Symptoms of excessive use
Death from cardiac or respiratory arrest is often a symptom of excessive cocaine use. Other physiological symptoms of excessive long term use are ulceration of the nasal membrane, weight loss, tremors, insomnia, impotence, constipation and seizures.
Effects of excessive use on the personality include a sudden onset of deceptive behaviour, stealing, a superior attitude, being short-tempered, work-related problems, depression, being accident-prone, confusion, anxiety, paranoia, dulled emotional responses and a loss of interest in sex.
Death is often the result of excessive cocaine use. Cocaine can cause a tremendous increase in blood pressure that can lead to bleeding on the brain. If blood vessels constrict, this can also lead to a stroke. Respiratory and heart failure could also result in death.
What does the detoxification process look like?
Generally the withdrawal from cocaine is nothing as severe as from a substance like heroin. The withdrawal process seems to be characterized by a deep sense of craving and intense depression, which makes the prospect of regressing doubly attractive. It is estimated that approximately 80 percent of users do not manage to ‘get clean’ after the first try.

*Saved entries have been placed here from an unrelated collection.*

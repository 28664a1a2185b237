// ABOUTME: Health intelligence engine: domain stats, composite scoring, goals
// ABOUTME: Pure calculators over in-memory entry lists, no I/O
//
// SPDX-License-Identifier: MIT OR Apache-2.0
// Copyright (c) 2025 Vitalis Health

//! # Vitalis Intelligence
//!
//! The derived-metrics layer of the Vitalis platform: per-domain stat
//! calculators (sleep, nutrition, workouts, supplements), the longevity
//! composite scorer, the goal progress evaluator, and the achievement
//! engine.
//!
//! Every calculator here is a pure, total function over bounded in-memory
//! entry lists: empty input produces documented defaults, never an error,
//! and no function performs I/O. The server crate owns fetching entries and
//! persisting results.

pub mod achievements;
pub mod config;
pub mod goal_progress;
pub mod longevity;
pub mod nutrition;
pub mod sleep_stats;
pub mod supplement_stats;
pub mod workout_stats;

pub use achievements::{AchievementEngine, AchievementInputs};
pub use config::{
    GoalStatusPolicy, LongevityWeights, MacroTargets, NutritionScoreConfig, SleepStatsConfig,
    SupplementStatsConfig, WorkoutStatsConfig,
};
pub use goal_progress::{GoalProgress, GoalProgressEvaluator, GoalStatus};
pub use longevity::{DomainScores, LongevityCalculator, LongevityMetrics};
pub use nutrition::{NutritionAggregator, NutritionWeekly};
pub use sleep_stats::{SleepStats, SleepStatsCalculator};
pub use supplement_stats::{SupplementStats, SupplementStatsCalculator};
pub use workout_stats::{WorkoutStats, WorkoutStatsCalculator};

Cocaine exerts its euphoric effect by maintaining high levels of neurotransmitters which bind to specific receptors in the brain that are responsible for the feelings of reward and satisfaction.
Studies suggest that the brain’s response to continued elevated levels of neurotransmitters is to reduce the numbers of receptors to that transmitter, a process that may not be reversible. Subsequently, withdrawal from cocaine can result in profound depression, which may last for years.